Records from a data collection
# # # # # # #

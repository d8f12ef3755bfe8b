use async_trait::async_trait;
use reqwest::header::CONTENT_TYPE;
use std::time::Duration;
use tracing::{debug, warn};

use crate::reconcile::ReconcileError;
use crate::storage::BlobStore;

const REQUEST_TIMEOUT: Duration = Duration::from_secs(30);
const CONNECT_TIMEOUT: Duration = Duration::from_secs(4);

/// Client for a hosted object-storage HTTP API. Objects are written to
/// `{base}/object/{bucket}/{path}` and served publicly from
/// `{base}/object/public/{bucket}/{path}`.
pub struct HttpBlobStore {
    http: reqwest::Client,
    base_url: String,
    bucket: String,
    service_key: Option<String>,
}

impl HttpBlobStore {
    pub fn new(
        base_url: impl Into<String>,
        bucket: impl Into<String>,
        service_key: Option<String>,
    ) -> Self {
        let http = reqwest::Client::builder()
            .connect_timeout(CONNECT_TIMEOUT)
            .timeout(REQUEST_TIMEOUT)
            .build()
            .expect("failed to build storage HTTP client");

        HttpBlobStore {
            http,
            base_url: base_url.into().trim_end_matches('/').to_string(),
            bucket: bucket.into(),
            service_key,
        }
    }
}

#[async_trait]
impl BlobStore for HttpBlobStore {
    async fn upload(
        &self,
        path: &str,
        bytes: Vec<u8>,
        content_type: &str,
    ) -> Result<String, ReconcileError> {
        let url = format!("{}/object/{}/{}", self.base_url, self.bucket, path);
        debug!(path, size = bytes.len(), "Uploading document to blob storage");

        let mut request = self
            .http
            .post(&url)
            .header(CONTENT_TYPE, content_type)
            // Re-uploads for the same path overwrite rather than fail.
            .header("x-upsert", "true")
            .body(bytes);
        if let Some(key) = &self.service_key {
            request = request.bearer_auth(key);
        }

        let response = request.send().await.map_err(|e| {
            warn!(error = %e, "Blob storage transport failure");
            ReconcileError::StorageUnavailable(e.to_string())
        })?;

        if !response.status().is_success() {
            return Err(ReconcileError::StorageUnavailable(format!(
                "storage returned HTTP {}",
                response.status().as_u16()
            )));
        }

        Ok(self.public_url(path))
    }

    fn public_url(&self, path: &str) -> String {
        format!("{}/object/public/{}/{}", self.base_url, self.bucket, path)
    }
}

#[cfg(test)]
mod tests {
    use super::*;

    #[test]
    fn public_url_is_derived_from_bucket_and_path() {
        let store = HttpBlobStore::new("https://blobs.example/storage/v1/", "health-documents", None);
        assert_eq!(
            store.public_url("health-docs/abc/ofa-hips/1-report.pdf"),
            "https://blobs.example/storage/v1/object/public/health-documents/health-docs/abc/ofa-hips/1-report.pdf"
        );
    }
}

# # # # # # #

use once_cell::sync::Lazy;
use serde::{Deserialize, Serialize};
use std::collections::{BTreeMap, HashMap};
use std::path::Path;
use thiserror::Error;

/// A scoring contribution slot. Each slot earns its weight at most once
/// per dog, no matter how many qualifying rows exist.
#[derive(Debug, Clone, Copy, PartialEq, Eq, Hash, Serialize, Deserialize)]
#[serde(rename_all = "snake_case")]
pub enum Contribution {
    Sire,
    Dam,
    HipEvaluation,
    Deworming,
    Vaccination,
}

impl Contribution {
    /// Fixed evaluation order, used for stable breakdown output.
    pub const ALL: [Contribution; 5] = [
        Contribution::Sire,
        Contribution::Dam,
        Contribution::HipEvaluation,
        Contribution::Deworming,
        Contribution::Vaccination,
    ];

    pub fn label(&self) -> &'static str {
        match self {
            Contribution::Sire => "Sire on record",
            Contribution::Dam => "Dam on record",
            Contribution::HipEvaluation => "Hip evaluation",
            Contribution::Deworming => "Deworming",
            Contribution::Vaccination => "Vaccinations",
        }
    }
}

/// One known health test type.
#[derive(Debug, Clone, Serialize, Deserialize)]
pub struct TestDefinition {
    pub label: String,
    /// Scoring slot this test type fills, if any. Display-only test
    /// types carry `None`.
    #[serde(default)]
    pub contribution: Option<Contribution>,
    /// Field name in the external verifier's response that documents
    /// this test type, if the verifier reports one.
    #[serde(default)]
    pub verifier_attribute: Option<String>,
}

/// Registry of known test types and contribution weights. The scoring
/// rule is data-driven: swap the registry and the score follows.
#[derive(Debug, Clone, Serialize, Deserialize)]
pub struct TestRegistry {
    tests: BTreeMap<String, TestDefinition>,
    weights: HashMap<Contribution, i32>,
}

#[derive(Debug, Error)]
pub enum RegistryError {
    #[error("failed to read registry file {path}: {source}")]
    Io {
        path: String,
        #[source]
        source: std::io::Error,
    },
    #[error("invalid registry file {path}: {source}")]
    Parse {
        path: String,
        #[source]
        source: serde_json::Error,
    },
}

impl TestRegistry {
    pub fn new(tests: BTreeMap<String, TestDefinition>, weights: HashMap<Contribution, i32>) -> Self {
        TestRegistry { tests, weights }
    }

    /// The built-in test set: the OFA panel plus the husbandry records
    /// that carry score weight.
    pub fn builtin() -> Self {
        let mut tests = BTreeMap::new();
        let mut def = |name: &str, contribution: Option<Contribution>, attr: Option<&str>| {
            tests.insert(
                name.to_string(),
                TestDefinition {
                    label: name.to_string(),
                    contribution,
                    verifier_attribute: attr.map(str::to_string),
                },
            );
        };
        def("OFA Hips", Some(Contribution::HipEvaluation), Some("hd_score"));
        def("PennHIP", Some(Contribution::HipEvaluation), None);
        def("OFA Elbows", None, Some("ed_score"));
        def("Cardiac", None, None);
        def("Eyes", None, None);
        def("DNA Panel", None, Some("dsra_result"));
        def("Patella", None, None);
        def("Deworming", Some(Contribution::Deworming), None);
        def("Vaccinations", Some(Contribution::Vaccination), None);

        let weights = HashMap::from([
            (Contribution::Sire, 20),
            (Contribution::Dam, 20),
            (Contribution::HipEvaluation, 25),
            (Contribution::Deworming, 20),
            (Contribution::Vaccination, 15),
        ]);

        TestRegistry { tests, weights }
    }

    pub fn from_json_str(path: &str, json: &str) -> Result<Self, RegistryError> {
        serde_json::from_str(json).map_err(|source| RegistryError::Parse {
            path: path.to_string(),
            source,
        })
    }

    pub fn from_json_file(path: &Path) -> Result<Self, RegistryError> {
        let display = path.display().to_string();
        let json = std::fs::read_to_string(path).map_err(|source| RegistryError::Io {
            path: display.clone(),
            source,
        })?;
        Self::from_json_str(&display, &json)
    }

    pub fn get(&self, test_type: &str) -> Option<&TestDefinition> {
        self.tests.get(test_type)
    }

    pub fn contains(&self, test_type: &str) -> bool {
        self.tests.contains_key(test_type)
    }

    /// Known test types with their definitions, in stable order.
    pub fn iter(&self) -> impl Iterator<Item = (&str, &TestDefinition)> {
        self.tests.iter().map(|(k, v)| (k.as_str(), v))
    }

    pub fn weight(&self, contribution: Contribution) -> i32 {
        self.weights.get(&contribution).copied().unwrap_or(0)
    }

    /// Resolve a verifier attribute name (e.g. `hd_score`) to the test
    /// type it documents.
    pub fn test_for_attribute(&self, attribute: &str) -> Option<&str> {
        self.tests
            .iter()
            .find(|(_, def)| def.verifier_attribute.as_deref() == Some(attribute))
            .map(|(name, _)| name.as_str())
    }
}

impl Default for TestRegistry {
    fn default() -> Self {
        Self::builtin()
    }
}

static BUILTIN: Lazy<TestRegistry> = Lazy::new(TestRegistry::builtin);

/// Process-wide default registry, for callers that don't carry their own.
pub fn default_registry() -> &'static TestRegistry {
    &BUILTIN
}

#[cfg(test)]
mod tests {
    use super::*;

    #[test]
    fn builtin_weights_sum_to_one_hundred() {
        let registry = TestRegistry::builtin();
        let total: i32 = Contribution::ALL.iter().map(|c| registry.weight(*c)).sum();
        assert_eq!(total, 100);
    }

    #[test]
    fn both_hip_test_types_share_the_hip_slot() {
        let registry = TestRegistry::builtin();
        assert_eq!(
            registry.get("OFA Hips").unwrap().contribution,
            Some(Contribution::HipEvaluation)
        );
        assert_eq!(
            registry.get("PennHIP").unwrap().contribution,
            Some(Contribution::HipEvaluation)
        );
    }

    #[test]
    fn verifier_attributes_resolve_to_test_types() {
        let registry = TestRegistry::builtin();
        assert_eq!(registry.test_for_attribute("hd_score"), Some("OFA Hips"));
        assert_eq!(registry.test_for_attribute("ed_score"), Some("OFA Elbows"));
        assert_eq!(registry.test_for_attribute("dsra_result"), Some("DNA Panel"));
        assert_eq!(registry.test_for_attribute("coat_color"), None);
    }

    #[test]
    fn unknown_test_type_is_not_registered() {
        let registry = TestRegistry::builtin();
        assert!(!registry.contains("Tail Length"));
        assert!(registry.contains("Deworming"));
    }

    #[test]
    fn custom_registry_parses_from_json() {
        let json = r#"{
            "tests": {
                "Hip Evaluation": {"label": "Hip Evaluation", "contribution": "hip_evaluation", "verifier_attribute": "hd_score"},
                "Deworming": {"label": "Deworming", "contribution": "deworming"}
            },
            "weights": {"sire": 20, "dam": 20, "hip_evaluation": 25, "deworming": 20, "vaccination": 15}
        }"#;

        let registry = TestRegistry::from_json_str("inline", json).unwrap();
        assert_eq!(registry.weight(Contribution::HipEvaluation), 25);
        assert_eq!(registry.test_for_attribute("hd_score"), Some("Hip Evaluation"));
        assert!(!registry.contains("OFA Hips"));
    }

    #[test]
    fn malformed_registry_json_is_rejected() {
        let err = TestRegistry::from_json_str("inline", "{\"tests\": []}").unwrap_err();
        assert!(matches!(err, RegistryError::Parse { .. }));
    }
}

# # # # # # #

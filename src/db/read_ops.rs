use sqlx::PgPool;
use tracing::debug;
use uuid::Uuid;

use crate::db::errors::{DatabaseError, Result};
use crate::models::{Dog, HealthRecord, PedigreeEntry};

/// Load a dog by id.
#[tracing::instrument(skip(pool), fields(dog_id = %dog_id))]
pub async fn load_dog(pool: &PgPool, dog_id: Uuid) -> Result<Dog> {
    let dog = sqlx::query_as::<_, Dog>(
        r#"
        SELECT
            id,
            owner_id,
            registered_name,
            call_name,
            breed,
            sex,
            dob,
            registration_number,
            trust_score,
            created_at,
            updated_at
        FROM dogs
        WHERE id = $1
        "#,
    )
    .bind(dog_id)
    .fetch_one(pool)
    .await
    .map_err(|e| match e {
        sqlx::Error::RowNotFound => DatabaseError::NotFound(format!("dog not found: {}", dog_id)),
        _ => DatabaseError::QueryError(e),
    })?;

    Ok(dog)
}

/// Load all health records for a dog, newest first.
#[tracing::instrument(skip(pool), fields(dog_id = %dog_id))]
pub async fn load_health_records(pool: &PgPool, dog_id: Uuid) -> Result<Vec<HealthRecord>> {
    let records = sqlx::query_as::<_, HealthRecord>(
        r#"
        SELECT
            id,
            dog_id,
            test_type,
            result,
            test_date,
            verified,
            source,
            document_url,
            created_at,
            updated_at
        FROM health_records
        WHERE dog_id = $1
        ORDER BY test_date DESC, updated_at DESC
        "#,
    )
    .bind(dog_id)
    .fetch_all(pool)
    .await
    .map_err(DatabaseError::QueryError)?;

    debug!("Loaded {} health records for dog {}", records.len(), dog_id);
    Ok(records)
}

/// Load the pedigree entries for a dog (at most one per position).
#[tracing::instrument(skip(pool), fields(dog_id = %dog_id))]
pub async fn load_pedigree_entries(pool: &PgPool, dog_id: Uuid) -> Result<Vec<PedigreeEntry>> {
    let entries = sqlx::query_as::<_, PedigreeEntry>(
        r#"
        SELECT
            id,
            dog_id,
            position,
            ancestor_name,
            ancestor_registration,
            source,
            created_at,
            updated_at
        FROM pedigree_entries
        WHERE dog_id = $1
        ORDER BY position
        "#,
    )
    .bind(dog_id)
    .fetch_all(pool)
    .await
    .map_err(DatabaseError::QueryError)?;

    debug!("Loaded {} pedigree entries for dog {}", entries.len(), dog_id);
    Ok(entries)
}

# # # # # # #

● TASK TO CARRY OUT
Copy exactly the stretch of data above from the line with "repository d8f12ef3755bfe8b" through the line with "served publicly from", and omit all other lines.

● RESULT BELOW
repository d8f12ef3755bfe8b
use async_trait::async_trait;
use reqwest::header::CONTENT_TYPE;
use std::time::Duration;
use tracing::{debug, warn};

use crate::reconcile::ReconcileError;
use crate::storage::BlobStore;

const REQUEST_TIMEOUT: Duration = Duration::from_secs(30);
const CONNECT_TIMEOUT: Duration = Duration::from_secs(4);

/// Client for a hosted object-storage HTTP API. Objects are written to
/// `{base}/object/{bucket}/{path}` and served publicly from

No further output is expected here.